O PENSAMENTO DA IGREJA SOBRE SÃO MIGUEL ARCANJO


A Santa Igreja Católica e São Miguel Arcanjo 

 
Desfraldai o estandarte do ilustre Arcanjo, repeti o seu grito: 
 
“Quem é como DEUS?” (Pio XII em 8 de maio de 1940)
 
O pensamento da Igreja, a família de DEUS, no Novo Testamento, acerca da ação de São Miguel em serviço deste povo, como encarregado do Altíssimo para o defender e guardar, está bem patente na liturgia universal segundo aquela norma consagrada: “LEX ORANDI, LEX CREDENDI”, isto é, a lei que rege a oração oficial da Igreja, aprovada pelo Sumo Pontífice, é a lei que rege a nossa crença.
 
Além de outros documentos sobre São Miguel, dos Papas antigos, Sua Santidade João Paulo II na sua visita de 24 de maio de 1987, ao Santuário de São Miguel, no Monte Gargano, na Itália, fez um discurso.
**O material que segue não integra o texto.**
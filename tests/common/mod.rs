//! Common test utilities
#![allow(dead_code)]

use factr::matrix::DenseMatrix;

/// Assert two f64 slices are close within tolerance
///
/// Uses the formula: |a - b| <= atol + rtol * |b|
pub fn assert_allclose_f64(a: &[f64], b: &[f64], rtol: f64, atol: f64, msg: &str) {
    assert_eq!(a.len(), b.len(), "{}: length mismatch", msg);
    for (i, (x, y)) in a.iter().zip(b.iter()).enumerate() {
        let diff = (x - y).abs();
        let tol = atol + rtol * y.abs();
        assert!(
            diff <= tol,
            "{}: element {} differs: {} vs {} (diff={}, tol={})",
            msg,
            i,
            x,
            y,
            diff,
            tol
        );
    }
}

/// Assert two matrices are close within tolerance
pub fn assert_matrix_close(a: &DenseMatrix, b: &DenseMatrix, tol: f64, msg: &str) {
    assert_eq!(a.rows(), b.rows(), "{}: row count mismatch", msg);
    assert_eq!(a.cols(), b.cols(), "{}: column count mismatch", msg);
    assert_allclose_f64(a.as_slice(), b.as_slice(), 0.0, tol, msg);
}

/// Deterministic pseudo-random value in [-1, 1), reproducible across runs
pub fn pseudo_random(seed: usize) -> f64 {
    ((seed * 2654435761 + 104729) % 2000) as f64 / 1000.0 - 1.0
}

/// A deterministic m x n test matrix with entries in [-1, 1)
pub fn pseudo_random_matrix(m: usize, n: usize, seed: usize) -> DenseMatrix {
    let data: Vec<f64> = (0..m * n).map(|i| pseudo_random(seed + i)).collect();
    DenseMatrix::from_vec(data, m, n).unwrap()
}

/// A deterministic, diagonally dominant (hence well-conditioned) n x n
/// matrix
pub fn dominant_matrix(n: usize, seed: usize) -> DenseMatrix {
    let mut a = pseudo_random_matrix(n, n, seed);
    for i in 0..n {
        a.set(i, i, a.get(i, i) + n as f64 + 1.0);
    }
    a
}

/// A deterministic symmetric positive-definite n x n matrix
///
/// Built as B^T B + n*I, which is positive definite for any B.
pub fn spd_matrix(n: usize, seed: usize) -> DenseMatrix {
    let b = pseudo_random_matrix(n, n, seed);
    let mut a = b.transpose().matmul(&b).unwrap();
    for i in 0..n {
        a.set(i, i, a.get(i, i) + n as f64);
    }
    a
}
Não é uma encíclica, mas mostra-nos o pensar da Igreja sobre a atualidade do culto ao Príncipe e grande Chefe dos Anjos, no mundo de hoje.
 
Após o encontro com a população, João Paulo II realizou uma breve visita ao Santuário de São Miguel Arcanjo, templo ali construído para recordar as 4 aparições de São Miguel numa gruta da localidade, nos anos 490, 492, 493 e 1656. 
 
Sua Santidade João Paulo II faz eco neste discurso daquilo que os últimos Pontífices têm dito ao povo cristão para que recorra a São Miguel, nesta luta tremenda entre as forças do bem e do mal, chefiadas, respectivamente, pelo glorioso Arcanjo chefe dos exércitos do DEUS Altíssimo e satanás, chefe dos demônios, os anjos caídos. O triunfo final e completo será de São Miguel com os seus Anjos, como dizem as Escrituras santas, que pelejaram contra o dragão, o diabo e os seus seguidores, precipitando-os para sempre nos abismos infernais.
 
Sua Santidade Pio IX, de gloriosa memória, escreveu: “São Miguel é quem tem maior capacidade para exterminar as forças malditas, filhos de satanás, que juraram a ruína da sociedade cristã”.
 
Sua Santidade S. Pio X, disse em 18 de setembro de 1903: “DEUS, na primeira luta, venceu, servindo-se do Arcanjo São Miguel; devemos, portanto, acreditar firmemente que a luta atual terminará triunfante e também como outrora com o socorro e ajuda deste Arcanjo bendito”.
 
Foi por estar convencido da realidade desta terrível luta final, que o predecessor de S. Pio X, o grande Papa Leão XIII, mandou que obrigatoriamente no fim de todas as Missas rezadas, os sacerdotes rezassem a oração a São Miguel que ele mesmo compôs, fez publicar e enviadas aos Ordinários em 1886. 
 
O Papa Pio XII, conhecido como Pastor Angélico, proclamou em 8 de maio de 1940, que era urgente hoje, mais do que nunca, recorrer à proteção de São Miguel, lembrando que ele é o protetor e o defensor da Igreja e dos fiéis, o guardião do Paraíso, o apresentador das almas junto de DEUS, o Anjo da Paz e o vencedor de satanás”.